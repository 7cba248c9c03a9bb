use brickwork_core::{primitive, text};
use brickwork_core::{BrickError, Result};
use bytes::BytesMut;

/// Parameter type tag. The tag is also the payload size in bytes.
#[derive(Debug, Clone, Copy, PartialEq, Eq, Hash)]
#[repr(u32)]
pub enum ParamType {
    Byte = 1,
    Short = 2,
    Number = 4,
    Vector = 12,
    Color = 16,
}

impl ParamType {
    #[inline]
    pub fn tag(self) -> u32 {
        self as u32
    }

    #[inline]
    pub fn size(self) -> usize {
        self as usize
    }
}

impl TryFrom<u32> for ParamType {
    type Error = u32;

    fn try_from(tag: u32) -> std::result::Result<Self, u32> {
        match tag {
            1 => Ok(ParamType::Byte),
            2 => Ok(ParamType::Short),
            4 => Ok(ParamType::Number),
            12 => Ok(ParamType::Vector),
            16 => Ok(ParamType::Color),
            other => Err(other),
        }
    }
}

/// Three floats: positions, scales, directions.
#[derive(Debug, Clone, Copy, Default, PartialEq)]
pub struct Vector3 {
    pub x: f32,
    pub y: f32,
    pub z: f32,
}

/// Four 32-bit channels, stored verbatim. Red, green, blue, alpha by
/// convention only.
#[derive(Debug, Clone, Copy, Default, PartialEq, Eq)]
pub struct Color4 {
    pub r: u32,
    pub g: u32,
    pub b: u32,
    pub a: u32,
}

/// Payload of a parameter entry.
///
/// `Byte` and `Number` stay raw: the format does not say whether four bytes
/// are an integer or a float, so the caller picks a reading with the `as_*`
/// helpers.
#[derive(Debug, Clone, PartialEq)]
pub enum ParamValue {
    Byte([u8; 1]),
    Short(u16),
    Number([u8; 4]),
    Vector(Vector3),
    Color(Color4),
}

impl ParamValue {
    pub fn param_type(&self) -> ParamType {
        match self {
            ParamValue::Byte(_) => ParamType::Byte,
            ParamValue::Short(_) => ParamType::Short,
            ParamValue::Number(_) => ParamType::Number,
            ParamValue::Vector(_) => ParamType::Vector,
            ParamValue::Color(_) => ParamType::Color,
        }
    }

    pub fn byte(value: u8) -> Self {
        ParamValue::Byte([value])
    }

    pub fn number_from_u32(value: u32) -> Self {
        ParamValue::Number(value.to_be_bytes())
    }

    pub fn number_from_i32(value: i32) -> Self {
        ParamValue::Number(value.to_be_bytes())
    }

    pub fn number_from_f32(value: f32) -> Self {
        ParamValue::Number(value.to_be_bytes())
    }

    pub fn as_u8(&self) -> Option<u8> {
        match self {
            ParamValue::Byte([b]) => Some(*b),
            _ => None,
        }
    }

    pub fn as_u16(&self) -> Option<u16> {
        match self {
            ParamValue::Short(v) => Some(*v),
            _ => None,
        }
    }

    pub fn as_u32(&self) -> Option<u32> {
        match self {
            ParamValue::Number(raw) => Some(u32::from_be_bytes(*raw)),
            _ => None,
        }
    }

    pub fn as_i32(&self) -> Option<i32> {
        match self {
            ParamValue::Number(raw) => Some(i32::from_be_bytes(*raw)),
            _ => None,
        }
    }

    pub fn as_f32(&self) -> Option<f32> {
        match self {
            ParamValue::Number(raw) => Some(f32::from_be_bytes(*raw)),
            _ => None,
        }
    }

    pub fn as_vector(&self) -> Option<Vector3> {
        match self {
            ParamValue::Vector(v) => Some(*v),
            _ => None,
        }
    }

    pub fn as_color(&self) -> Option<Color4> {
        match self {
            ParamValue::Color(c) => Some(*c),
            _ => None,
        }
    }

    pub(crate) fn read(buf: &[u8], offset: usize, param_type: ParamType) -> Result<Self> {
        Ok(match param_type {
            ParamType::Byte => ParamValue::Byte([primitive::read_u8(buf, offset)?]),
            ParamType::Short => ParamValue::Short(primitive::read_u16(buf, offset)?),
            ParamType::Number => ParamValue::Number(primitive::read_u32(buf, offset)?.to_be_bytes()),
            ParamType::Vector => ParamValue::Vector(Vector3 {
                x: primitive::read_f32(buf, offset)?,
                y: primitive::read_f32(buf, offset + 4)?,
                z: primitive::read_f32(buf, offset + 8)?,
            }),
            ParamType::Color => ParamValue::Color(Color4 {
                r: primitive::read_u32(buf, offset)?,
                g: primitive::read_u32(buf, offset + 4)?,
                b: primitive::read_u32(buf, offset + 8)?,
                a: primitive::read_u32(buf, offset + 12)?,
            }),
        })
    }

    pub(crate) fn write(&self, out: &mut BytesMut, offset: usize) {
        match self {
            ParamValue::Byte([b]) => primitive::write_u8(out, offset, *b),
            ParamValue::Short(v) => primitive::write_u16(out, offset, *v),
            ParamValue::Number(raw) => primitive::write_u32(out, offset, u32::from_be_bytes(*raw)),
            ParamValue::Vector(v) => {
                primitive::write_f32(out, offset, v.x);
                primitive::write_f32(out, offset + 4, v.y);
                primitive::write_f32(out, offset + 8, v.z);
            }
            ParamValue::Color(c) => {
                primitive::write_u32(out, offset, c.r);
                primitive::write_u32(out, offset + 4, c.g);
                primitive::write_u32(out, offset + 8, c.b);
                primitive::write_u32(out, offset + 12, c.a);
            }
        }
    }
}

/// One named parameter.
///
/// `name_length` is the on-disk width of the name. Entries built with
/// [`ParameterEntry::new`] or renamed with [`ParameterEntry::set_name`] get
/// the encoded length of their name; decoded entries keep the declared width,
/// so NUL padding inside it survives a round trip.
#[derive(Debug, Clone, PartialEq)]
pub struct ParameterEntry {
    pub hash: u16,
    name: String,
    name_length: u16,
    pub value: ParamValue,
}

impl ParameterEntry {
    pub fn new(hash: u16, name: impl Into<String>, value: ParamValue) -> Result<Self> {
        let name = name.into();
        let name_length = name_width(&name)?;
        Ok(Self {
            hash,
            name,
            name_length,
            value,
        })
    }

    pub(crate) fn from_parts(hash: u16, name: String, name_length: u16, value: ParamValue) -> Self {
        Self {
            hash,
            name,
            name_length,
            value,
        }
    }

    pub fn name(&self) -> &str {
        &self.name
    }

    pub fn name_length(&self) -> u16 {
        self.name_length
    }

    pub fn set_name(&mut self, name: impl Into<String>) -> Result<()> {
        let name = name.into();
        self.name_length = name_width(&name)?;
        self.name = name;
        Ok(())
    }

    pub fn param_type(&self) -> ParamType {
        self.value.param_type()
    }

    /// Bytes this entry occupies once encoded.
    pub fn encoded_len(&self) -> usize {
        2 + 2 + self.name_length as usize + 4 + self.param_type().size()
    }
}

fn name_width(name: &str) -> Result<u16> {
    let len = text::encoded_len(name)?;
    u16::try_from(len).map_err(|_| BrickError::ValueTooLong {
        len,
        width: u16::MAX as usize,
    })
}
use brickwork_core::primitive;
use brickwork_core::{BrickError, CodecConfig, Result};
use bytes::{Bytes, BytesMut};

use crate::entry::{ParamType, ParamValue, ParameterEntry};

/// Smallest possible entry: hash, name length, empty name, tag, one byte.
const MIN_ENTRY_SIZE: usize = 2 + 2 + 4 + 1;

/// An ordered list of parameter entries.
///
/// On disk: a `u32` entry count followed by the entries back to back. There
/// is no trailing padding.
#[derive(Debug, Clone, Default, PartialEq)]
pub struct ParameterSet {
    entries: Vec<ParameterEntry>,
}

impl ParameterSet {
    pub fn new() -> Self {
        Self::default()
    }

    pub fn decode(source: &[u8]) -> Result<Self> {
        let count = primitive::read_u32(source, 0)? as usize;
        let mut entries = Vec::with_capacity(count.min(source.len() / MIN_ENTRY_SIZE));
        let mut cursor = 4;

        for _ in 0..count {
            let hash = primitive::read_u16(source, cursor)?;
            let name_length = primitive::read_u16(source, cursor + 2)?;
            let name = primitive::read_fixed_text(source, cursor + 4, name_length as usize)?;
            cursor += 4 + name_length as usize;

            let tag = primitive::read_u32(source, cursor)?;
            let param_type = ParamType::try_from(tag)
                .map_err(|tag| BrickError::UnknownParameterType { offset: cursor, tag })?;
            let value = ParamValue::read(source, cursor + 4, param_type)?;
            cursor += 4 + param_type.size();

            entries.push(ParameterEntry::from_parts(hash, name, name_length, value));
        }

        if cursor < source.len() {
            tracing::debug!("ParameterSet: ignoring {} trailing bytes", source.len() - cursor);
        }
        tracing::debug!("ParameterSet: decoded {} entries", entries.len());
        Ok(Self { entries })
    }

    pub fn encode(&self) -> Result<Bytes> {
        self.encode_with(&CodecConfig::default())
    }

    /// Serializes every entry. Only `text_pad_byte` is taken from `config`;
    /// this format is never aligned.
    pub fn encode_with(&self, config: &CodecConfig) -> Result<Bytes> {
        let total = 4 + self.entries.iter().map(ParameterEntry::encoded_len).sum::<usize>();
        let mut out = BytesMut::with_capacity(total);

        let count = primitive::count_as_u32(self.entries.len())?;
        primitive::write_u32(&mut out, 0, count);

        let mut cursor = 4;
        for entry in &self.entries {
            let name_length = entry.name_length() as usize;
            primitive::write_u16(&mut out, cursor, entry.hash);
            primitive::write_u16(&mut out, cursor + 2, entry.name_length());
            primitive::write_fixed_text(&mut out, cursor + 4, entry.name(), name_length, config.text_pad_byte)?;
            cursor += 4 + name_length;

            let param_type = entry.param_type();
            primitive::write_u32(&mut out, cursor, param_type.tag());
            entry.value.write(&mut out, cursor + 4);
            cursor += 4 + param_type.size();
        }

        Ok(out.freeze())
    }

    /// The entry called `name`. Absence is an error; use [`find_entry`]
    /// for an `Option`.
    ///
    /// [`find_entry`]: ParameterSet::find_entry
    pub fn get_entry(&self, name: &str) -> Result<&ParameterEntry> {
        self.find_entry(name)
            .ok_or_else(|| BrickError::EntryNotFound(name.to_string()))
    }

    pub fn get_entry_mut(&mut self, name: &str) -> Result<&mut ParameterEntry> {
        self.entries
            .iter_mut()
            .find(|e| e.name() == name)
            .ok_or_else(|| BrickError::EntryNotFound(name.to_string()))
    }

    pub fn find_entry(&self, name: &str) -> Option<&ParameterEntry> {
        self.entries.iter().find(|e| e.name() == name)
    }

    pub fn find_by_hash(&self, hash: u16) -> Option<&ParameterEntry> {
        self.entries.iter().find(|e| e.hash == hash)
    }

    pub fn push(&mut self, entry: ParameterEntry) {
        self.entries.push(entry);
    }

    pub fn remove(&mut self, name: &str) -> Result<ParameterEntry> {
        let index = self
            .entries
            .iter()
            .position(|e| e.name() == name)
            .ok_or_else(|| BrickError::EntryNotFound(name.to_string()))?;
        Ok(self.entries.remove(index))
    }

    pub fn entries(&self) -> &[ParameterEntry] {
        &self.entries
    }

    pub fn iter(&self) -> std::slice::Iter<'_, ParameterEntry> {
        self.entries.iter()
    }

    pub fn len(&self) -> usize {
        self.entries.len()
    }

    pub fn is_empty(&self) -> bool {
        self.entries.is_empty()
    }
}

impl FromIterator<ParameterEntry> for ParameterSet {
    fn from_iter<I: IntoIterator<Item = ParameterEntry>>(iter: I) -> Self {
        Self {
            entries: iter.into_iter().collect(),
        }
    }
}

impl<'a> IntoIterator for &'a ParameterSet {
    type Item = &'a ParameterEntry;
    type IntoIter = std::slice::Iter<'a, ParameterEntry>;

    fn into_iter(self) -> Self::IntoIter {
        self.entries.iter()
    }
}
use std::collections::BTreeMap;
use std::path::Path;

use serde::Deserialize;

use crate::error::{BrickError, Result};

/// Caller-supplied dictionary from field hash to display name.
///
/// The codecs never derive names themselves; a table only carries the
/// decimal hash as its default name until a mapping is applied.
#[derive(Debug, Clone, Default, PartialEq, Eq)]
pub struct FieldNames {
    names: BTreeMap<u32, String>,
}

#[derive(Deserialize)]
struct FieldNamesFile {
    #[serde(default)]
    fields: BTreeMap<String, String>,
}

impl FieldNames {
    pub fn new() -> Self {
        Self::default()
    }

    pub fn insert(&mut self, hash: u32, name: impl Into<String>) -> Option<String> {
        self.names.insert(hash, name.into())
    }

    pub fn get(&self, hash: u32) -> Option<&str> {
        self.names.get(&hash).map(String::as_str)
    }

    pub fn len(&self) -> usize {
        self.names.len()
    }

    pub fn is_empty(&self) -> bool {
        self.names.is_empty()
    }

    /// Pairs in ascending hash order.
    pub fn iter(&self) -> impl Iterator<Item = (u32, &str)> {
        self.names.iter().map(|(hash, name)| (*hash, name.as_str()))
    }

    /// Parses a `[fields]` table whose keys are decimal or `0x`-prefixed
    /// hexadecimal hashes.
    pub fn from_toml_str(source: &str) -> Result<Self> {
        let file: FieldNamesFile = toml::from_str(source)?;
        let mut names = Self::new();
        for (key, name) in file.fields {
            names.insert(parse_hash(&key)?, name);
        }
        Ok(names)
    }

    pub fn load(path: impl AsRef<Path>) -> Result<Self> {
        let source = std::fs::read_to_string(path.as_ref())?;
        let names = Self::from_toml_str(&source)?;
        tracing::debug!("FieldNames: {} names from {}", names.len(), path.as_ref().display());
        Ok(names)
    }
}

impl<S: Into<String>> FromIterator<(u32, S)> for FieldNames {
    fn from_iter<I: IntoIterator<Item = (u32, S)>>(iter: I) -> Self {
        Self {
            names: iter.into_iter().map(|(hash, name)| (hash, name.into())).collect(),
        }
    }
}

fn parse_hash(key: &str) -> Result<u32> {
    let key = key.trim();
    let parsed = match key.strip_prefix("0x").or_else(|| key.strip_prefix("0X")) {
        Some(hex) => u32::from_str_radix(hex, 16),
        None => key.parse::<u32>(),
    };
    parsed.map_err(|_| BrickError::Config(format!("invalid field hash key {key:?}")))
}
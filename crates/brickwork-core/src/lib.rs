pub mod primitive;
pub mod config;
pub mod error;
pub mod names;
pub mod text;

pub use config::CodecConfig;
pub use error::{BrickError, ErrorKind, Result};
pub use names::FieldNames;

————

Copy out each line of the records where the word "parsed" appears.

Response to this task:
    let parsed = match key.strip_prefix("0x").or_else(|| key.strip_prefix("0X")) {
    parsed.map_err(|_| BrickError::Config(format!("invalid field hash key {key:?}")))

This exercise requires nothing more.